However, as we review the recent development in Sect. 5.2, we find that current researches mainly concentrate on genuine and fake face with little variations. A shortcoming in variation is the quality of attacks: in [24], algorithms extract the high frequency information or micro-texture to detect attacks. But as this high frequency information or micro-texture pattern highly depends on the image quality, how will they perform on good quality and bad quality images? Do their algorithms generalize well? We can see that due to the lack of variational data, many questions remain unanswered. Therefore we cannot predict their performance in real-world applications, because practical attacks are probably not limited to one single type as in previous researches.
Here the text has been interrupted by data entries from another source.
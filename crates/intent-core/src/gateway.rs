//! # Payment Intent Gateway
//!
//! Validates a [`PaymentRequest`] and either answers with a mock result (no
//! processor configured) or delegates to a [`PaymentIntentProcessor`].

use crate::error::{PaymentError, PaymentResult};
use crate::processor::{BoxedPaymentIntentProcessor, CreateIntentParams};
use crate::request::{to_minor_units, PaymentIntentResult, PaymentRequest};
use tracing::{error, info, instrument, warn};

/// Gateway between browser payment requests and the processor.
///
/// Holding no processor means mock mode; a configured gateway can never
/// return the mock secret.
#[derive(Clone)]
pub struct PaymentIntentGateway {
    processor: Option<BoxedPaymentIntentProcessor>,
}

impl PaymentIntentGateway {
    /// Create a gateway that delegates to `processor`
    pub fn new(processor: BoxedPaymentIntentProcessor) -> Self {
        Self {
            processor: Some(processor),
        }
    }

    /// Create a gateway in mock mode
    pub fn mock() -> Self {
        Self { processor: None }
    }

    /// Create a gateway from an optional processor (`None` = mock mode)
    pub fn from_processor(processor: Option<BoxedPaymentIntentProcessor>) -> Self {
        Self { processor }
    }

    /// Whether a real processor is configured
    pub fn is_configured(&self) -> bool {
        self.processor.is_some()
    }

    /// Name of the configured processor, if any
    pub fn provider_name(&self) -> Option<&'static str> {
        self.processor.as_ref().map(|p| p.provider_name())
    }

    /// Create a payment intent for `request`.
    #[instrument(skip(self, request), fields(currency = %request.currency))]
    pub async fn create_payment_intent(
        &self,
        request: PaymentRequest,
    ) -> PaymentResult<PaymentIntentResult> {
        let amount = request.valid_amount().ok_or_else(|| {
            warn!("Rejected payment request: amount={:?}", request.amount);
            PaymentError::InvalidAmount
        })?;

        let Some(processor) = &self.processor else {
            info!("Processor not configured, returning mock client secret");
            return Ok(PaymentIntentResult::mock());
        };

        let params = CreateIntentParams::new(to_minor_units(amount), request.currency)
            .with_metadata(request.metadata);

        info!(
            "Creating payment intent: provider={}, amount_minor={}, currency={}",
            processor.provider_name(),
            params.amount_minor,
            params.currency
        );

        let intent = processor.create_payment_intent(&params).await.map_err(|e| {
            error!(
                "Error creating payment intent: {} (type={:?}, code={:?})",
                e.message, e.error_type, e.code
            );
            PaymentError::from(e)
        })?;

        info!("Created payment intent: {}", intent.id);

        Ok(PaymentIntentResult::new(intent.client_secret))
    }
}

impl std::fmt::Debug for PaymentIntentGateway {
    fn fmt(&self, f: &mut std::fmt::Formatter<'_>) -> std::fmt::Result {
        f.debug_struct("PaymentIntentGateway")
            .field("provider", &self.provider_name())
            .finish()
    }
}
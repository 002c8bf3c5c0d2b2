//! # Stripe Configuration
//!
//! Configuration management for Stripe integration.
//! The secret key is loaded from the environment; its absence is not an
//! error, it puts the gateway into mock mode.

use serde::Serialize;
use std::env;
use std::time::Duration;
use tracing::warn;

const DEFAULT_API_BASE_URL: &str = "https://api.stripe.com";
const DEFAULT_API_VERSION: &str = "2024-12-18.acacia";
const DEFAULT_TIMEOUT_SECS: u64 = 30;

/// Stripe API configuration
#[derive(Clone)]
pub struct StripeConfig {
    /// Secret API key (sk_test_... or sk_live_...)
    pub secret_key: String,

    /// API base URL (for testing/mocking)
    pub api_base_url: String,

    /// API version
    pub api_version: String,

    /// Request timeout for Stripe calls
    pub timeout: Duration,
}

impl StripeConfig {
    /// Load configuration from environment variables.
    ///
    /// Returns `None` when `STRIPE_SECRET_KEY` is unset or blank.
    /// `STRIPE_API_BASE_URL` optionally overrides the API host.
    pub fn from_env() -> Option<Self> {
        dotenvy::dotenv().ok(); // Load .env file if present
        Self::from_lookup(|key| env::var(key).ok())
    }

    /// Load configuration through an arbitrary variable lookup
    pub fn from_lookup<F>(lookup: F) -> Option<Self>
    where
        F: Fn(&str) -> Option<String>,
    {
        let secret_key = lookup("STRIPE_SECRET_KEY")
            .map(|k| k.trim().to_string())
            .filter(|k| !k.is_empty())?;

        if !secret_key.starts_with("sk_") && !secret_key.starts_with("rk_") {
            warn!("STRIPE_SECRET_KEY does not look like a Stripe secret key (expected sk_ or rk_ prefix)");
        }

        let mut config = Self::new(secret_key);
        if let Some(url) = lookup("STRIPE_API_BASE_URL").filter(|u| !u.trim().is_empty()) {
            config = config.with_api_base_url(url.trim());
        }

        Some(config)
    }

    /// Create config with an explicit key
    pub fn new(secret_key: impl Into<String>) -> Self {
        Self {
            secret_key: secret_key.into(),
            api_base_url: DEFAULT_API_BASE_URL.to_string(),
            api_version: DEFAULT_API_VERSION.to_string(),
            timeout: Duration::from_secs(DEFAULT_TIMEOUT_SECS),
        }
    }

    /// Which kind of key is configured
    pub fn key_mode(&self) -> StripeKeyMode {
        if self.is_live_mode() {
            StripeKeyMode::Live
        } else {
            StripeKeyMode::Test
        }
    }

    /// Check if using live keys
    pub fn is_live_mode(&self) -> bool {
        self.secret_key.starts_with("sk_live_") || self.secret_key.starts_with("rk_live_")
    }

    /// Get authorization header value
    pub fn auth_header(&self) -> String {
        format!("Bearer {}", self.secret_key)
    }

    /// Builder: set custom API base URL (for testing)
    pub fn with_api_base_url(mut self, url: impl Into<String>) -> Self {
        self.api_base_url = url.into().trim_end_matches('/').to_string();
        self
    }

    /// Builder: set request timeout
    pub fn with_timeout(mut self, timeout: Duration) -> Self {
        self.timeout = timeout;
        self
    }
}

// The secret key never reaches logs.
impl std::fmt::Debug for StripeConfig {
    fn fmt(&self, f: &mut std::fmt::Formatter<'_>) -> std::fmt::Result {
        f.debug_struct("StripeConfig")
            .field("key_mode", &self.key_mode())
            .field("api_base_url", &self.api_base_url)
            .field("api_version", &self.api_version)
            .field("timeout", &self.timeout)
            .finish()
    }
}

/// Kind of Stripe credential configured, as reported by `/health`
#[derive(Debug, Clone, Copy, PartialEq, Eq, Serialize)]
#[serde(rename_all = "lowercase")]
pub enum StripeKeyMode {
    Live,
    Test,
    Missing,
}

impl StripeKeyMode {
    /// Key mode of an optional configuration
    pub fn of(config: Option<&StripeConfig>) -> Self {
        config.map_or(StripeKeyMode::Missing, StripeConfig::key_mode)
    }

    pub fn as_str(&self) -> &'static str {
        match self {
            StripeKeyMode::Live => "live",
            StripeKeyMode::Test => "test",
            StripeKeyMode::Missing => "missing",
        }
    }
}

impl std::fmt::Display for StripeKeyMode {
    fn fmt(&self, f: &mut std::fmt::Formatter<'_>) -> std::fmt::Result {
        f.write_str(self.as_str())
    }
}

#[cfg(test)]
mod tests {
    use super::*;
    use std::collections::HashMap;

    fn lookup(vars: &[(&str, &str)]) -> impl Fn(&str) -> Option<String> {
        let vars: HashMap<String, String> = vars
            .iter()
            .map(|(k, v)| (k.to_string(), v.to_string()))
            .collect();
        move |key| vars.get(key).cloned()
    }

    #[test]
    fn test_key_modes() {
        assert_eq!(StripeConfig::new("sk_test_abc123").key_mode(), StripeKeyMode::Test);
        assert_eq!(StripeConfig::new("sk_live_abc123").key_mode(), StripeKeyMode::Live);
        assert_eq!(StripeConfig::new("rk_live_abc123").key_mode(), StripeKeyMode::Live);
        assert_eq!(StripeKeyMode::of(None), StripeKeyMode::Missing);
    }

    #[test]
    fn test_key_mode_serialization() {
        assert_eq!(serde_json::to_value(StripeKeyMode::Live).unwrap(), "live");
        assert_eq!(serde_json::to_value(StripeKeyMode::Missing).unwrap(), "missing");
        assert_eq!(StripeKeyMode::Test.to_string(), "test");
    }

    #[test]
    fn test_auth_header() {
        let config = StripeConfig::new("sk_test_abc123");
        assert_eq!(config.auth_header(), "Bearer sk_test_abc123");
    }

    #[test]
    fn test_from_lookup_missing_key() {
        assert!(StripeConfig::from_lookup(lookup(&[])).is_none());
        assert!(StripeConfig::from_lookup(lookup(&[("STRIPE_SECRET_KEY", "  ")])).is_none());
    }

    #[test]
    fn test_from_lookup_with_overrides() {
        let config = StripeConfig::from_lookup(lookup(&[
            ("STRIPE_SECRET_KEY", "sk_test_abc123"),
            ("STRIPE_API_BASE_URL", "http://127.0.0.1:12111/"),
        ]))
        .unwrap();

        assert_eq!(config.secret_key, "sk_test_abc123");
        assert_eq!(config.api_base_url, "http://127.0.0.1:12111");
        assert_eq!(config.api_version, DEFAULT_API_VERSION);
    }

    #[test]
    fn test_debug_hides_secret() {
        let rendered = format!("{:?}", StripeConfig::new("sk_live_supersecret"));
        assert!(!rendered.contains("supersecret"));
        assert!(rendered.contains("Live"));
    }
}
Therefore, we think “quality robustness” is a big problem in anti-spoofing research. How to classify high quality attacks and low quality real accesses is the key issue to solve this problem. Multi-modal biometrics may be a practical direction, because we have more information available for anti-spoofing. Likewise, multi-spectral face images are naturally stronger than single VIS face image, by fusing which we have more chance to build a quality robust anti-spoofing module. In this chapter, we propose a high performance face recognition system with anti-spoofing module using multi-spectral imaging. We start by introducing the multi-spectral face recognition system, including spectrums selection, hardware, and algorithms. Then we report the performance of the system under licit transaction and spoofing attack. To resist the attacks, we propose an effective multi-spectral countermeasure and test the performance of the system with countermeasures. The experimental results illustrate that the countermeasures resist the attacks perfectly.

Compared with existing anti-spoofing approaches, the advantages of our system are obvious. First, our system requires no user cooperation, and therefore is user-friendly and fast. Second, our system, by combining multi-spectral information, is more quality robust and can achieve higher recognition rate than traditional single modal face recognition system.

5.2 Related Work

Existing work can be classified as three categories: facial motion detection, facial texture analysis and multi-spectral anti-spoofing methods. The first two are usually applied to VIS face recognition systems. The last one needs extra multi-spectral imaging device to achieve more accurate results.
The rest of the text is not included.